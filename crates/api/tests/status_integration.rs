//! Integration tests for status updates and the public read endpoints.

mod common;

use axum::http::StatusCode;
use chrono::{Local, Timelike};
use common::{assert_envelope, TestDevice, TestEnv};
use serde_json::json;
use shared::time::parse_timestamp;

// ============================================================================
// Set status
// ============================================================================

#[tokio::test]
async fn test_set_status_then_read() {
    let env = TestEnv::with_secret().await;
    let started = Local::now().naive_local().with_nanosecond(0).unwrap();

    let (status, body) = env.get_authed("/api/set?status=3").await;
    assert_eq!(status, StatusCode::OK);
    assert_eq!(body, json!({ "success": true, "code": "OK", "set_to": 3 }));

    let (status, overview) = env.get("/api/query/status").await;
    assert_eq!(status, StatusCode::OK);
    assert_eq!(overview["status"], 3);

    let stamped = parse_timestamp(overview["last_updated"].as_str().unwrap())
        .expect("last_updated should use the local timestamp format");
    assert!(stamped >= started, "{stamped} < {started}");
}

#[tokio::test]
async fn test_set_status_accepts_negative_and_large_codes() {
    let env = TestEnv::with_secret().await;
    for code in ["-1", "0", "9223372036854775807"] {
        let (status, body) = env.get_authed(&format!("/api/set?status={code}")).await;
        assert_eq!(status, StatusCode::OK, "{code}");
        assert_eq!(body["set_to"].to_string(), code);
    }
}

#[tokio::test]
async fn test_set_status_not_a_number() {
    let env = TestEnv::with_secret().await;
    let before = env.read_status_document();

    for raw in ["abc", "12abc", "1.5", "9223372036854775808"] {
        let (status, body) = env.get_authed(&format!("/api/set?status={raw}")).await;
        assert_eq!(status, StatusCode::BAD_REQUEST, "{raw}");
        assert_envelope(&body, 400, "Argument 'status' must be a number");
    }
    assert_eq!(env.read_status_document(), before);
}

#[tokio::test]
async fn test_set_status_missing() {
    let env = TestEnv::with_secret().await;
    for uri in ["/api/set", "/api/set?status="] {
        let (status, body) = env.get_authed(uri).await;
        assert_eq!(status, StatusCode::BAD_REQUEST, "{uri}");
        assert_envelope(&body, 400, "Missing required parameter 'status'");
        assert_eq!(body["details"], "Bad Request");
    }
}

#[tokio::test]
async fn test_set_status_repeated_key_is_envelope() {
    let env = TestEnv::with_secret().await;
    let before = env.read_status_document();

    let (status, body) = env.get_authed("/api/set?status=1&status=2").await;
    assert_eq!(status, StatusCode::BAD_REQUEST);
    assert_eq!(body["success"], false);
    assert_eq!(body["code"], 400);
    assert_eq!(body["details"], "Bad Request");
    assert!(
        body["message"].as_str().unwrap().contains("duplicate field `status`"),
        "{body}"
    );
    assert_eq!(env.read_status_document(), before);
}

#[tokio::test]
async fn test_unsupported_method_is_405_envelope() {
    let env = TestEnv::with_secret().await;
    for uri in ["/api/set?status=1", "/api/device/list", "/api/query/status"] {
        let request = axum::http::Request::builder()
            .method(axum::http::Method::PUT)
            .uri(uri)
            .header("sleepy-secret", common::TEST_SECRET)
            .body(axum::body::Body::empty())
            .unwrap();
        let (status, body) = env.send(request).await;
        assert_eq!(status, StatusCode::METHOD_NOT_ALLOWED, "{uri}");
        assert_eq!(body["success"], false, "{uri}");
        assert_eq!(body["code"], 405, "{uri}");
        assert_eq!(body["details"], "Method Not Allowed", "{uri}");
    }
}

#[tokio::test]
async fn test_set_status_keeps_extra_fields() {
    let env = TestEnv::with_secret().await;
    std::fs::write(
        env.paths.status_path(),
        r#"{ "status": 0, "last_updated": "2024-01-01 00:00:00", "note": "custom" }"#,
    )
    .unwrap();

    let (status, _) = env.get_authed("/api/set?status=1").await;
    assert_eq!(status, StatusCode::OK);

    let stored = env.read_status_document();
    assert_eq!(stored["status"], 1);
    assert_eq!(stored["note"], "custom");
    assert_ne!(stored["last_updated"], "2024-01-01 00:00:00");
}

#[tokio::test]
async fn test_set_status_missing_document() {
    let env = TestEnv::with_secret().await;
    std::fs::remove_file(env.paths.status_path()).unwrap();

    let (status, body) = env.get_authed("/api/set?status=1").await;
    assert_eq!(status, StatusCode::INTERNAL_SERVER_ERROR);
    assert_envelope(&body, 500, "Failed to read data file");
}

// ============================================================================
// Queries
// ============================================================================

#[tokio::test]
async fn test_status_overview_includes_devices() {
    let env = TestEnv::with_secret().await;
    let id = env.add_device(&TestDevice::new()).await;

    let (status, body) = env.get("/api/query/status").await;
    assert_eq!(status, StatusCode::OK);
    assert_eq!(body["success"], true);
    assert_eq!(body["status"], 0);
    assert!(body["last_updated"].is_string());
    assert_eq!(body["device_status"][0]["id"], id.as_str());
}

#[tokio::test]
async fn test_status_overview_ignores_stored_reserved_keys() {
    let env = TestEnv::with_secret().await;
    std::fs::write(
        env.paths.status_path(),
        r#"{ "status": 4, "last_updated": "2024-01-01 00:00:00", "success": false, "device_status": 7, "note": "hi" }"#,
    )
    .unwrap();

    let response = tower::ServiceExt::oneshot(env.app.clone(), common::get_request("/api/query/status"))
        .await
        .unwrap();
    assert_eq!(response.status(), StatusCode::OK);
    let bytes = axum::body::to_bytes(response.into_body(), usize::MAX)
        .await
        .unwrap();
    let text = String::from_utf8(bytes.to_vec()).unwrap();
    assert_eq!(text.matches("\"success\"").count(), 1, "{text}");
    assert_eq!(text.matches("\"device_status\"").count(), 1, "{text}");

    let body: serde_json::Value = serde_json::from_str(&text).unwrap();
    assert_eq!(body["success"], true);
    assert_eq!(body["device_status"], json!([]));
    assert_eq!(body["note"], "hi");
    assert_eq!(body["status"], 4);
}

#[tokio::test]
async fn test_status_alias_matches() {
    let env = TestEnv::with_secret().await;
    let (_, primary) = env.get("/api/query/status").await;
    let (status, alias) = env.get("/api/status").await;
    assert_eq!(status, StatusCode::OK);
    assert_eq!(primary, alias);
}

#[tokio::test]
async fn test_status_overview_storage_error() {
    let env = TestEnv::with_secret().await;
    std::fs::write(env.paths.status_path(), "not json").unwrap();

    let (status, body) = env.get("/api/query/status").await;
    assert_eq!(status, StatusCode::INTERNAL_SERVER_ERROR);
    assert_eq!(body["success"], false);
    assert_eq!(body["code"], 500);
}

#[tokio::test]
async fn test_status_list_passthrough() {
    let env = TestEnv::with_secret().await;

    let (status, body) = env.get("/api/query/status/list").await;
    assert_eq!(status, StatusCode::OK);
    assert_eq!(body["success"], true);
    assert_eq!(body["statusList"][0]["id"], 0);
    assert_eq!(body["statusList"][1]["id"], 1);

    let custom = json!({ "anything": ["goes", 1, null] });
    std::fs::write(env.paths.status_list_path(), custom.to_string()).unwrap();
    let (_, body) = env.get("/api/query/status/list").await;
    assert_eq!(body["statusList"], custom);
}

// ============================================================================
// Meta, errors, health
// ============================================================================

#[tokio::test]
async fn test_root_banner() {
    let env = TestEnv::with_secret().await;
    let (status, body) = env.get("/").await;
    assert_eq!(status, StatusCode::OK);
    assert_eq!(body["success"], true);
    assert_eq!(body["version"], env!("CARGO_PKG_VERSION"));
}

#[tokio::test]
async fn test_site_meta() {
    let env = TestEnv::with_secret().await;
    let (status, body) = env.get("/api/meta").await;
    assert_eq!(status, StatusCode::OK);
    assert_eq!(body["success"], true);
    assert_eq!(body["page"]["name"], "Sleepy");
    assert_eq!(body["page"]["desc"], "Test deployment");
    assert_eq!(body["version"].as_array().unwrap().len(), 3);
    assert_eq!(body["metrics"], true);
}

#[tokio::test]
async fn test_errors_preview_known_code() {
    let env = TestEnv::with_secret().await;
    let (status, body) = env.get("/errors?code=403").await;
    assert_eq!(status, StatusCode::FORBIDDEN);
    assert_eq!(
        body,
        json!({
            "success": false,
            "code": 403,
            "details": "Forbidden",
            "message": "Forbidden"
        })
    );
}

#[tokio::test]
async fn test_errors_preview_unknown_code() {
    let env = TestEnv::with_secret().await;
    for uri in ["/errors?code=299", "/errors?code=abc", "/errors"] {
        let (status, body) = env.get(uri).await;
        assert_eq!(status, StatusCode::BAD_REQUEST, "{uri}");
        assert_envelope(&body, 400, "Unknown error code");
    }
}

#[tokio::test]
async fn test_unmatched_route_is_404_envelope() {
    let env = TestEnv::with_secret().await;
    let (status, body) = env.get("/api/nope").await;
    assert_eq!(status, StatusCode::NOT_FOUND);
    assert_eq!(body["success"], false);
    assert_eq!(body["code"], 404);
    assert_eq!(body["details"], "Not Found");
}

#[tokio::test]
async fn test_health_probes() {
    let env = TestEnv::with_secret().await;
    let (status, body) = env.get("/api/health/live").await;
    assert_eq!(status, StatusCode::OK);
    assert_eq!(body["status"], "alive");

    let (status, body) = env.get("/api/health/ready").await;
    assert_eq!(status, StatusCode::OK);
    assert_eq!(body["status"], "ready");

    std::fs::remove_file(env.paths.devices_path()).unwrap();
    let (status, body) = env.get("/api/health/ready").await;
    assert_eq!(status, StatusCode::SERVICE_UNAVAILABLE);
    assert_eq!(body["devices_document"], false);
    assert_eq!(body["status_document"], true);
}

#[tokio::test]
async fn test_responses_carry_request_id_and_security_headers() {
    let env = TestEnv::with_secret().await;
    let request = axum::http::Request::builder()
        .uri("/api/health/live")
        .header("x-request-id", "req-42")
        .body(axum::body::Body::empty())
        .unwrap();

    let response = tower::ServiceExt::oneshot(env.app.clone(), request)
        .await
        .unwrap();
    assert_eq!(response.headers()["x-request-id"], "req-42");
    assert_eq!(response.headers()["x-content-type-options"], "nosniff");
}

▬▬▬▬▬▬▬▬▬▬

:: EXERCISE AIM ::
Answer with a number alone: how many lines of the records contain the string "note"?

:: REPLY TO THE TASK ::
4